Inventing cocktails is hard, y'all! Especially when you think you've come up with the wittiest cocktail moniker this side of an H.L. Mencken bon mot and don't want to waste it on a subpar recipe. Even more especially when you're putting together said recipe and discover that more than one authority has published more than one set of rules for what, exactly, constitutes a swizzle.

According to Tasting Table, where I first read about Death & Co.'s Robert Johnson Swizzle, any and all swizzles are composed of a liquor, a liqueur, a fruit juice and crushed ice. Meanwhile, one of my at-home bartending books lists the swizzle's fundamental ingredients as a liquor, crushed ice, lime juice (specifically, not just any juice) and club soda... so, like, a rickey? I had to side with the Church of Pre-Prohibition-Style Speakeasy-ish Cocktail Lounges.

Next step: A drink known as the Paris When It Swizzles needs ingredients from France. Seems obvs, but I resisted doing so through my first three attempts because, well, rums and tequilas go better with fruit juices, right?
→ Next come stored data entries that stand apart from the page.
//! Health and version endpoints
//!
//! - `/version` - git commit the binary was built from
//! - `/health` - liveness plus the number of live WebSocket clients

use bytes::Bytes;
use http_body_util::Full;
use hyper::{Response, StatusCode};
use serde::Serialize;

use super::json_response;
use crate::sync::SyncHandler;

/// Response for /version
#[derive(Debug, Serialize)]
pub struct VersionResponse {
    /// Short git hash, the field existing clients read
    pub version: &'static str,
    pub commit_full: &'static str,
    pub build_time: &'static str,
    pub package: &'static str,
    pub service: &'static str,
}

/// Response for /health
#[derive(Debug, Serialize)]
pub struct HealthResponse {
    pub status: &'static str,
    pub connections: usize,
    pub service: &'static str,
}

/// Build info captured by build.rs
pub fn version_info() -> Response<Full<Bytes>> {
    let response = VersionResponse {
        version: option_env!("GIT_COMMIT_SHORT").unwrap_or("unknown"),
        commit_full: option_env!("GIT_COMMIT_FULL").unwrap_or("unknown"),
        build_time: option_env!("BUILD_TIMESTAMP").unwrap_or("unknown"),
        package: env!("CARGO_PKG_VERSION"),
        service: "chore-sync",
    };

    let body = serde_json::to_string(&response)
        .unwrap_or_else(|_| r#"{"version":"unknown"}"#.to_string());
    json_response(StatusCode::OK, body)
}

/// Liveness probe
pub fn health_check(sync: &SyncHandler) -> Response<Full<Bytes>> {
    let response = HealthResponse {
        status: "ok",
        connections: sync.hub().connection_count(),
        service: "chore-sync",
    };

    let body = serde_json::to_string(&response)
        .unwrap_or_else(|_| r#"{"status":"ok"}"#.to_string());
    json_response(StatusCode::OK, body)
}

#[cfg(test)]
mod tests {
    use super::*;
    use crate::sync::{BroadcastHub, Store};
    use http_body_util::BodyExt;
    use serde_json::Value;
    use std::sync::Arc;

    async fn body_json(response: Response<Full<Bytes>>) -> Value {
        let bytes = response.into_body().collect().await.unwrap().to_bytes();
        serde_json::from_slice(&bytes).unwrap()
    }

    #[tokio::test]
    async fn test_version_info_has_version_string() {
        let response = version_info();
        assert_eq!(response.status(), StatusCode::OK);
        let body = body_json(response).await;
        assert!(body["version"].is_string());
        assert_eq!(body["service"], "chore-sync");
    }

    #[tokio::test]
    async fn test_health_counts_connections() {
        let dir = tempfile::TempDir::new().unwrap();
        let store = Store::open(dir.path().join("data.json")).await;
        let sync = SyncHandler::new(store, Arc::new(BroadcastHub::new(4)));
        let (_a, _a_rx) = sync.hub().connect();

        let body = body_json(health_check(&sync)).await;
        assert_eq!(body["status"], "ok");
        assert_eq!(body["connections"], 1);
    }
}
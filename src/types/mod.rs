//! Shared types for chore-sync

pub mod error;

pub use error::{Result, SyncError};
They go so well, in fact, they just sort of faded into the aftermath of the juice and no matter what I drizzled in there to coax them out -- Campari, oregat (that's the almond-y syrup key in classic mai tais), chocolate bitters -- the alcohols' flavors just refused to come out of hiding. I basically had a screwdriver on my hands. Meh.

Feeling momentarily defeated, I retreated to my Robert Johnson Swizzle recipe and leaned on it like a set of training wheels. I also figured I'd try going whole-hog with the Fronche booze idea, and thank goodness I've kept that bottle of Lillet in my fridge since forever, despite convincing myself that I'd never figure out a drink to put it in, because now we were getting somewhere!
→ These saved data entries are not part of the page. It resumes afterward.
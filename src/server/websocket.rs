//! WebSocket upgrade and connection handling
//!
//! Each upgraded socket gets a hub registration and two halves:
//! - writer task: drains the connection's outbox into the sink
//! - reader loop: feeds text/binary frames to the protocol handler
//!
//! Dropping the registration (reader exit) or eviction by the hub ends the
//! outbox stream, which makes the writer close the socket.

use bytes::Bytes;
use futures_util::{SinkExt, StreamExt};
use http_body_util::Full;
use hyper::body::Incoming;
use hyper::{Request, Response, StatusCode};
use hyper_tungstenite::{HyperWebsocket, WebSocketStream};
use hyper_util::rt::TokioIo;
use std::net::SocketAddr;
use std::sync::Arc;
use tokio::sync::mpsc;
use tokio_tungstenite::tungstenite::protocol::WebSocketConfig;
use tokio_tungstenite::tungstenite::Message;
use tracing::{debug, error, info, warn};

use crate::routes;
use crate::sync::{ServerMessage, SyncHandler};

type Socket = WebSocketStream<TokioIo<hyper::upgrade::Upgraded>>;

/// Slack above the payload limit before tungstenite itself drops a connection
const FRAME_HEADROOM: usize = 64 * 1024;

/// Socket limits sized so oversized messages reach the protocol handler
///
/// The handler answers those with an error reply instead of a dropped
/// connection. Only messages beyond the headroom are cut off by tungstenite.
pub fn socket_config(max_payload_bytes: usize) -> WebSocketConfig {
    let limit = max_payload_bytes.saturating_add(FRAME_HEADROOM);
    let mut config = WebSocketConfig::default();
    config.max_message_size = Some(limit);
    config.max_frame_size = Some(limit);
    config
}

/// Request on the dedicated WebSocket listener: any path may upgrade
pub fn handle_listener_request(
    sync: &Arc<SyncHandler>,
    req: Request<Incoming>,
    addr: SocketAddr,
) -> Response<Full<Bytes>> {
    if !hyper_tungstenite::is_upgrade_request(&req) {
        debug!("[{}] Non-upgrade request on WebSocket listener", addr);
        return routes::with_cors(routes::text_response(
            StatusCode::UPGRADE_REQUIRED,
            "WebSocket upgrade required\n",
        ));
    }
    handle_upgrade(Arc::clone(sync), req, addr)
}

/// Complete the handshake and spawn the connection task
pub fn handle_upgrade(
    sync: Arc<SyncHandler>,
    req: Request<Incoming>,
    addr: SocketAddr,
) -> Response<Full<Bytes>> {
    let config = socket_config(sync.max_payload_bytes());
    match hyper_tungstenite::upgrade(req, Some(config)) {
        Ok((response, websocket)) => {
            tokio::spawn(async move {
                if let Err(e) = serve_connection(sync, websocket, addr).await {
                    error!("[{}] WebSocket upgrade failed: {:?}", addr, e);
                }
            });

            // Convert the upgrade response
            let (parts, _) = response.into_parts();
            Response::from_parts(parts, Full::new(Bytes::new()))
        }
        Err(e) => {
            error!("[{}] WebSocket upgrade error: {:?}", addr, e);
            routes::text_response(
                StatusCode::BAD_REQUEST,
                format!("WebSocket upgrade failed: {e}\n"),
            )
        }
    }
}

async fn serve_connection(
    sync: Arc<SyncHandler>,
    websocket: HyperWebsocket,
    addr: SocketAddr,
) -> Result<(), tokio_tungstenite::tungstenite::Error> {
    let ws = websocket.await?;
    let (registration, outbox) = sync.hub().connect();
    let id = registration.id();

    info!(
        "[{}] Connection {} opened ({} connected)",
        addr,
        id,
        sync.hub().connection_count()
    );

    let (sink, mut stream) = ws.split();
    tokio::spawn(write_outbox(sink, outbox, addr));

    while let Some(frame) = stream.next().await {
        let raw: Vec<u8> = match frame {
            Ok(Message::Text(text)) => text.into_bytes(),
            Ok(Message::Binary(data)) => data,
            Ok(Message::Close(_)) => break,
            // Ping/Pong are answered by tungstenite
            Ok(_) => continue,
            Err(e) => {
                debug!("[{}] Read error on {}: {}", addr, id, e);
                break;
            }
        };

        if let Err(e) = sync.handle_socket_message(&registration, &raw).await {
            debug!("[{}] Dropping {}: {}", addr, id, e);
            break;
        }
    }

    drop(registration);
    info!(
        "[{}] Connection {} closed ({} connected)",
        addr,
        id,
        sync.hub().connection_count()
    );
    Ok(())
}

/// Drain the outbox into the socket until every sender is gone
async fn write_outbox(
    mut sink: futures_util::stream::SplitSink<Socket, Message>,
    mut outbox: mpsc::Receiver<ServerMessage>,
    addr: SocketAddr,
) {
    while let Some(message) = outbox.recv().await {
        let text = match serde_json::to_string(&message) {
            Ok(text) => text,
            Err(e) => {
                error!("[{}] Failed to serialize {:?}: {}", addr, message, e);
                continue;
            }
        };
        if let Err(e) = sink.send(Message::Text(text)).await {
            warn!("[{}] Socket write failed: {}", addr, e);
            return;
        }
    }

    let _ = sink.close().await;
}

#[cfg(test)]
mod tests {
    use super::*;

    #[test]
    fn test_socket_config_leaves_room_above_payload_limit() {
        let config = socket_config(1024);
        assert_eq!(config.max_message_size, Some(1024 + FRAME_HEADROOM));
        assert_eq!(config.max_frame_size, Some(1024 + FRAME_HEADROOM));
    }

    #[test]
    fn test_socket_config_follows_large_limits() {
        // Above tungstenite's 16 MiB frame default
        let limit = 32 * 1024 * 1024;
        let config = socket_config(limit);
        assert!(config.max_frame_size.unwrap() > limit);
        assert!(config.max_message_size.unwrap() > limit);
    }

    #[test]
    fn test_socket_config_saturates() {
        let config = socket_config(usize::MAX);
        assert_eq!(config.max_message_size, Some(usize::MAX));
    }
}
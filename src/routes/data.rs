//! Document endpoints
//!
//! - `GET /data` - the stored document, verbatim
//! - `PUT /data` - replace it; responds `{"version": N}`

use bytes::Bytes;
use http_body_util::{BodyExt, Full, LengthLimitError, Limited};
use hyper::body::Body;
use hyper::{Response, StatusCode};
use tracing::{error, info, warn};

use super::{error_response, json_response, text_response};
use crate::sync::{SyncHandler, WriteOrigin};
use crate::types::SyncError;

/// Handle GET /data
pub async fn get_data(sync: &SyncHandler) -> Response<Full<Bytes>> {
    json_response(StatusCode::OK, sync.read_document().await)
}

/// Handle PUT /data
pub async fn put_data<B>(sync: &SyncHandler, body: B) -> Response<Full<Bytes>>
where
    B: Body,
    B::Error: Into<Box<dyn std::error::Error + Send + Sync>>,
{
    let limit = sync.max_payload_bytes();
    let body = match Limited::new(body, limit).collect().await {
        Ok(collected) => collected.to_bytes(),
        Err(e) if e.downcast_ref::<LengthLimitError>().is_some() => {
            warn!("PUT /data body exceeds {} bytes", limit);
            return error_response(SyncError::PayloadTooLarge(limit));
        }
        Err(e) => {
            warn!("PUT /data body error: {}", e);
            return text_response(StatusCode::BAD_REQUEST, "Failed to read request body");
        }
    };

    match sync.write_raw(&body, WriteOrigin::Http).await {
        Ok(version) => {
            info!("PUT /data stored version {}", version);
            let body = serde_json::json!({ "version": version });
            json_response(StatusCode::OK, body.to_string())
        }
        Err(e) if e.is_client_error() => {
            warn!("PUT /data rejected: {}", e);
            error_response(e)
        }
        Err(e) => {
            error!("PUT /data failed: {}", e);
            error_response(e)
        }
    }
}
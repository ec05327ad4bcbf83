//! Document store
//!
//! Owns the JSON file on disk and mints versions. Reads are lock-free and
//! never fail; writes go through an exclusive [`StoreWriter`] so versions and
//! file contents advance together.

use bytes::Bytes;
use serde_json::Value;
use std::path::{Path, PathBuf};
use tokio::sync::{Mutex, MutexGuard};
use tracing::{debug, warn};

use super::messages::{Document, Version, VERSION_KEY};
use crate::types::{Result, SyncError};

/// Bytes served when no document has been written yet
const EMPTY_DOCUMENT: &[u8] = b"{}";

/// Single-document JSON store
pub struct Store {
    path: PathBuf,
    /// Last minted version; the lock doubles as the write lock
    last_version: Mutex<Version>,
}

impl Store {
    /// Open the store at `path`, seeding the version clock from the file
    ///
    /// A missing or unreadable file is fine: the store starts empty.
    pub async fn open(path: impl Into<PathBuf>) -> Self {
        let path = path.into();
        let seed = match tokio::fs::read(&path).await {
            Ok(raw) => stored_version(&raw).unwrap_or_else(|| {
                warn!(
                    "No readable {} in {}, version clock starts at zero",
                    VERSION_KEY,
                    path.display()
                );
                Version::default()
            }),
            Err(_) => Version::default(),
        };
        debug!("Store opened at {} (last version {})", path.display(), seed);

        Self {
            path,
            last_version: Mutex::new(seed),
        }
    }

    /// Raw persisted bytes, or `{}` if nothing is stored
    pub async fn read(&self) -> Bytes {
        match tokio::fs::read(&self.path).await {
            Ok(raw) => Bytes::from(raw),
            Err(e) if e.kind() == std::io::ErrorKind::NotFound => {
                Bytes::from_static(EMPTY_DOCUMENT)
            }
            Err(e) => {
                warn!(
                    "Failed to read {}, serving empty document: {}",
                    self.path.display(),
                    e
                );
                Bytes::from_static(EMPTY_DOCUMENT)
            }
        }
    }

    /// Take the write lock
    pub async fn writer(&self) -> StoreWriter<'_> {
        StoreWriter {
            path: &self.path,
            last_version: self.last_version.lock().await,
        }
    }

    /// Parse `raw` and replace the document with it
    pub async fn write(&self, raw: &[u8]) -> Result<Version> {
        self.writer().await.write(raw).await
    }

    /// Most recently minted version (zero before the first write)
    pub async fn last_version(&self) -> Version {
        *self.last_version.lock().await
    }
}

/// Exclusive write access to a [`Store`]
///
/// Held by the protocol handler across persist and broadcast.
pub struct StoreWriter<'a> {
    path: &'a Path,
    last_version: MutexGuard<'a, Version>,
}

impl StoreWriter<'_> {
    /// Parse `raw` as a document and persist it
    pub async fn write(&mut self, raw: &[u8]) -> Result<Version> {
        let document = parse_document(raw)?;
        self.write_document(document).await
    }

    /// Stamp `document` with a fresh version and overwrite the file
    ///
    /// The version is only committed once the file is in place.
    pub async fn write_document(&mut self, mut document: Document) -> Result<Version> {
        let version = next_version(*self.last_version, now_millis());
        document.insert(VERSION_KEY.to_string(), Value::from(version.as_u64()));

        let bytes = serde_json::to_vec(&document)
            .map_err(|e| SyncError::Internal(format!("document serialization: {}", e)))?;
        persist(self.path, &bytes).await?;

        *self.last_version = version;
        debug!("Persisted version {} ({} bytes)", version, bytes.len());
        Ok(version)
    }
}

/// Parse a write body
///
/// Anything other than a JSON object is rejected.
pub fn parse_document(raw: &[u8]) -> Result<Document> {
    match serde_json::from_slice::<Value>(raw)? {
        Value::Object(document) => Ok(document),
        other => Err(SyncError::InvalidPayload(format!(
            "expected a JSON object, got {}",
            json_kind(&other)
        ))),
    }
}

/// Wall-clock milliseconds, bumped past `last` when the clock has not moved on
fn next_version(last: Version, now_ms: u64) -> Version {
    Version(now_ms.max(last.as_u64().saturating_add(1)))
}

fn now_millis() -> u64 {
    u64::try_from(chrono::Utc::now().timestamp_millis()).unwrap_or(0)
}

fn stored_version(raw: &[u8]) -> Option<Version> {
    serde_json::from_slice::<Value>(raw)
        .ok()
        .and_then(|value| value.get(VERSION_KEY).and_then(Value::as_u64))
        .map(Version)
}

/// Write to a sibling temp file, then rename over the document
async fn persist(path: &Path, bytes: &[u8]) -> std::io::Result<()> {
    let tmp = temp_path(path);
    tokio::fs::write(&tmp, bytes).await?;
    if let Err(e) = tokio::fs::rename(&tmp, path).await {
        let _ = tokio::fs::remove_file(&tmp).await;
        return Err(e);
    }
    Ok(())
}

fn temp_path(path: &Path) -> PathBuf {
    let mut name = path
        .file_name()
        .map(|n| n.to_os_string())
        .unwrap_or_default();
    name.push(".tmp");
    path.with_file_name(name)
}

fn json_kind(value: &Value) -> &'static str {
    match value {
        Value::Null => "null",
        Value::Bool(_) => "a boolean",
        Value::Number(_) => "a number",
        Value::String(_) => "a string",
        Value::Array(_) => "an array",
        Value::Object(_) => "an object",
    }
}

#[cfg(test)]
mod tests {
    use super::*;
    use serde_json::json;
    use tempfile::TempDir;

    async fn open_temp() -> (TempDir, Store) {
        let dir = TempDir::new().unwrap();
        let store = Store::open(dir.path().join("data.json")).await;
        (dir, store)
    }

    fn read_json(bytes: &[u8]) -> Value {
        serde_json::from_slice(bytes).unwrap()
    }

    #[tokio::test]
    async fn test_read_missing_is_empty_object() {
        let (_dir, store) = open_temp().await;
        assert_eq!(&store.read().await[..], b"{}");
        assert_eq!(store.last_version().await, Version(0));
    }

    #[tokio::test]
    async fn test_write_then_read_adds_version() {
        let (_dir, store) = open_temp().await;
        let version = store.write(br#"{"chores":[],"owner":"sam"}"#).await.unwrap();

        let stored = read_json(&store.read().await);
        assert_eq!(
            stored,
            json!({"chores": [], "owner": "sam", "_version": version.as_u64()})
        );
        assert_eq!(store.last_version().await, version);
    }

    #[tokio::test]
    async fn test_versions_strictly_increase() {
        let (_dir, store) = open_temp().await;
        let mut last = Version(0);
        for i in 0..20 {
            let version = store.write(format!(r#"{{"n":{}}}"#, i).as_bytes()).await.unwrap();
            assert!(version > last, "{} should exceed {}", version, last);
            last = version;
        }
    }

    #[tokio::test]
    async fn test_invalid_write_leaves_document_unchanged() {
        let (_dir, store) = open_temp().await;
        store.write(br#"{"a":1}"#).await.unwrap();
        let before = store.read().await;
        let version_before = store.last_version().await;

        assert!(matches!(
            store.write(b"not json").await,
            Err(SyncError::InvalidPayload(_))
        ));
        assert!(matches!(
            store.write(b"[1,2]").await,
            Err(SyncError::InvalidPayload(_))
        ));

        assert_eq!(store.read().await, before);
        assert_eq!(store.last_version().await, version_before);
    }

    #[tokio::test]
    async fn test_write_replaces_whole_document() {
        let (_dir, store) = open_temp().await;
        store.write(br#"{"a":1,"b":2}"#).await.unwrap();
        let version = store.write(br#"{"c":3}"#).await.unwrap();

        assert_eq!(
            read_json(&store.read().await),
            json!({"c": 3, "_version": version.as_u64()})
        );
    }

    #[tokio::test]
    async fn test_client_version_field_is_overwritten() {
        let (_dir, store) = open_temp().await;
        let version = store.write(br#"{"_version": 1}"#).await.unwrap();
        assert!(version.as_u64() > 1);
        assert_eq!(read_json(&store.read().await)["_version"], json!(version.as_u64()));
    }

    #[tokio::test]
    async fn test_reads_are_idempotent() {
        let (_dir, store) = open_temp().await;
        store.write(br#"{"x":[1,2,3]}"#).await.unwrap();
        assert_eq!(store.read().await, store.read().await);
    }

    #[tokio::test]
    async fn test_reopen_seeds_version_clock() {
        let dir = TempDir::new().unwrap();
        let path = dir.path().join("data.json");
        let future = Version(u64::MAX / 2);
        std::fs::write(&path, format!(r#"{{"_version":{}}}"#, future)).unwrap();

        let store = Store::open(&path).await;
        assert_eq!(store.last_version().await, future);
        let version = store.write(b"{}").await.unwrap();
        assert_eq!(version, Version(future.as_u64() + 1));
    }

    #[tokio::test]
    async fn test_write_failure_is_storage_error() {
        let dir = TempDir::new().unwrap();
        let store = Store::open(dir.path().join("missing-dir").join("data.json")).await;

        let err = store.write(br#"{"a":1}"#).await.unwrap_err();
        assert!(matches!(err, SyncError::Storage(_)));
        assert_eq!(store.last_version().await, Version(0));
        assert_eq!(&store.read().await[..], b"{}");
    }

    #[tokio::test]
    async fn test_open_unparseable_file_starts_at_zero() {
        let dir = TempDir::new().unwrap();
        let path = dir.path().join("data.json");
        std::fs::write(&path, b"{ truncated").unwrap();

        let store = Store::open(&path).await;
        assert_eq!(store.last_version().await, Version(0));
        // Reads still serve the bytes on disk
        assert_eq!(&store.read().await[..], b"{ truncated");

        let version = store.write(br#"{"a":1}"#).await.unwrap();
        assert!(version > Version(0));
    }

    #[test]
    fn test_stored_version() {
        assert_eq!(stored_version(br#"{"_version":7}"#), Some(Version(7)));
        assert_eq!(stored_version(br#"{"chores":[]}"#), None);
        assert_eq!(stored_version(b"not json"), None);
    }

    #[test]
    fn test_next_version() {
        assert_eq!(next_version(Version(0), 1_000), Version(1_000));
        assert_eq!(next_version(Version(1_000), 1_000), Version(1_001));
        assert_eq!(next_version(Version(5_000), 1_000), Version(5_001));
    }

    #[test]
    fn test_temp_path_is_sibling() {
        let tmp = temp_path(Path::new("/var/lib/chores/data.json"));
        assert_eq!(tmp, PathBuf::from("/var/lib/chores/data.json.tmp"));
    }
}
The Robert Johnson Swizzle features great, tart complexity, which I was more than happy to ape, which I did via the vanilla syrup, lemon juice, and barrel-aged bitters. The Very Cherre juice -- which is not at all like a certain other cherry juice -- had been, like the Lillet, sealed in our fridge for months now, something I picked up at a gourmet market hoping I'd one day find it a home in some nice barware.
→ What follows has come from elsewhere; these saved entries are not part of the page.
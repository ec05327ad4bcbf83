//! Wire shapes for the WebSocket transport
//!
//! ## Protocol
//!
//! Messages (client → server):
//! - `{"action": "put", "data": {...}}` - replace the whole document
//!
//! Messages (server → client):
//! - `{"type": "ack", "version": N}` - to the submitter of a put
//! - `{"type": "data-changed", "version": N}` - to every other connection
//! - `{"type": "error", "message": "..."}` - to the sender of a bad message

use serde::{Deserialize, Serialize};
use serde_json::{Map, Value};
use std::fmt;

use crate::types::{Result, SyncError};

/// The synchronized application state: a JSON object, otherwise opaque
pub type Document = Map<String, Value>;

/// Reserved top-level key the version is stamped under
pub const VERSION_KEY: &str = "_version";

/// Write version, in wall-clock milliseconds since the epoch
#[derive(Debug, Clone, Copy, Default, PartialEq, Eq, PartialOrd, Ord, Hash, Serialize, Deserialize)]
#[serde(transparent)]
pub struct Version(pub u64);

impl Version {
    pub fn as_u64(self) -> u64 {
        self.0
    }
}

impl fmt::Display for Version {
    fn fmt(&self, f: &mut fmt::Formatter<'_>) -> fmt::Result {
        write!(f, "{}", self.0)
    }
}

/// Message sent from server to client
#[derive(Debug, Clone, PartialEq, Eq, Serialize, Deserialize)]
#[serde(tag = "type", rename_all = "kebab-case")]
pub enum ServerMessage {
    /// Direct acknowledgement of the receiver's own put
    Ack { version: Version },
    /// Someone else replaced the document
    DataChanged { version: Version },
    /// The receiver sent something we could not apply
    Error { message: String },
}

impl ServerMessage {
    pub fn invalid_payload() -> Self {
        Self::Error {
            message: "Invalid payload".to_string(),
        }
    }

    pub fn payload_too_large() -> Self {
        Self::Error {
            message: "Payload too large".to_string(),
        }
    }

    pub fn write_failed() -> Self {
        Self::Error {
            message: "Write failed".to_string(),
        }
    }
}

/// Message received from client
#[derive(Debug, Clone, PartialEq, Deserialize)]
#[serde(tag = "action", rename_all = "lowercase")]
pub enum ClientMessage {
    /// Replace the whole document
    Put { data: Document },
}

impl ClientMessage {
    /// Decode one socket frame
    ///
    /// Invalid JSON and unrecognized shapes are both `InvalidPayload`.
    pub fn parse(raw: &[u8]) -> Result<Self> {
        serde_json::from_slice(raw).map_err(|e| SyncError::InvalidPayload(e.to_string()))
    }
}
//! HTTP route handlers
//!
//! Shared response builders live here. Every response leaves the router
//! through [`with_cors`].

pub mod data;
pub mod health;
pub mod static_files;

pub use data::{get_data, put_data};
pub use health::{health_check, version_info};
pub use static_files::{guess_content_type, serve_static};

use bytes::Bytes;
use http_body_util::Full;
use hyper::header::{self, HeaderValue};
use hyper::{Response, StatusCode};

use crate::types::SyncError;

/// Permissive cross-origin headers attached to every response
pub const CORS_HEADERS: [(&str, &str); 3] = [
    ("Access-Control-Allow-Origin", "*"),
    ("Access-Control-Allow-Methods", "GET, PUT, OPTIONS"),
    ("Access-Control-Allow-Headers", "Content-Type"),
];

/// Add the CORS headers to a response
pub fn with_cors(mut response: Response<Full<Bytes>>) -> Response<Full<Bytes>> {
    let headers = response.headers_mut();
    for (name, value) in CORS_HEADERS {
        headers.insert(name, HeaderValue::from_static(value));
    }
    response
}

/// Response with a fixed content type
pub fn bytes_response(
    status: StatusCode,
    content_type: &'static str,
    body: impl Into<Bytes>,
) -> Response<Full<Bytes>> {
    let mut response = Response::new(Full::new(body.into()));
    *response.status_mut() = status;
    response
        .headers_mut()
        .insert(header::CONTENT_TYPE, HeaderValue::from_static(content_type));
    response
}

pub fn json_response(status: StatusCode, body: impl Into<Bytes>) -> Response<Full<Bytes>> {
    bytes_response(status, "application/json", body)
}

pub fn text_response(status: StatusCode, body: impl Into<Bytes>) -> Response<Full<Bytes>> {
    bytes_response(status, "text/plain; charset=utf-8", body)
}

/// Plain-text error response: status from the error, body is its reason
pub fn error_response(err: SyncError) -> Response<Full<Bytes>> {
    let (status, body) = err.into_status_code_and_body();
    text_response(status, body)
}

/// CORS preflight response
pub fn preflight_response() -> Response<Full<Bytes>> {
    let mut response = Response::new(Full::new(Bytes::new()));
    *response.status_mut() = StatusCode::NO_CONTENT;
    response
}

/// Not found response
pub fn not_found_response() -> Response<Full<Bytes>> {
    text_response(StatusCode::NOT_FOUND, "Not found\n")
}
The Paris When It Swizzles

1 1/4 ounces Remy Martin

3/4 ounces Lillet

3/4 ounces Very Cherre

1/2 ounce fresh lemon juice

1/2 teaspoon vanilla simple syrup

3 dashes Fee Brothers Whiskey Barrel-Aged Bitters

Lemon twist, for garnish

Fill a Pilsner glass (or something similar; think summer cooler glassware) with crushed ice. Place it in the freezer momentarily while you make your cocktail by combining all liquid ingredients in an ice-filled cocktail shaker and shaking vigorously for a good 20 seconds. Strain into glass over crushed ice. Garnish with lemon twist.

Tasting Notes:

As with the Robert Johnson Swizzle, I'm recommending shaking the cocktail rather than "swizzling" it in the glass because most of us don't own swizzlers. I'm not talking any whozit-whatzit doodad-festooned stick to put in your drink, but specfically a long, slender, wooden stick with little prongs at the tail end that do the bulk of your mixing. Honestly, I've never seen them anywhere but live and in person at Death & Co.

You can swap in a citrus-y white wine (something in the sauv blanc family?) for the Lillet and/or Pom Wonderful for the Very Cherre (they're equally hefty, so the balance should maintian).

To make a quick and easy vanilla simple syrup, heat a cup of water and a cup of granulated sugar on the stove, stirring frequently, until it's brought to a boil. Remove from heat, stir in a tablespoon of vanilla extract, stir a bit more, bottle and refrigerate. Of course, you can also make a syrup with honest to goodness vanilla beans. There's a recipe with great photos here.

Sean got me a vintage, hand-cranked ice crusher for Christmas, which means no more wrapping ice cubes in a hand towel and banging them with a mallet, yay! Srsly, eBay's always got vintage crushers up for bid at under $20; I highly recommend considering one.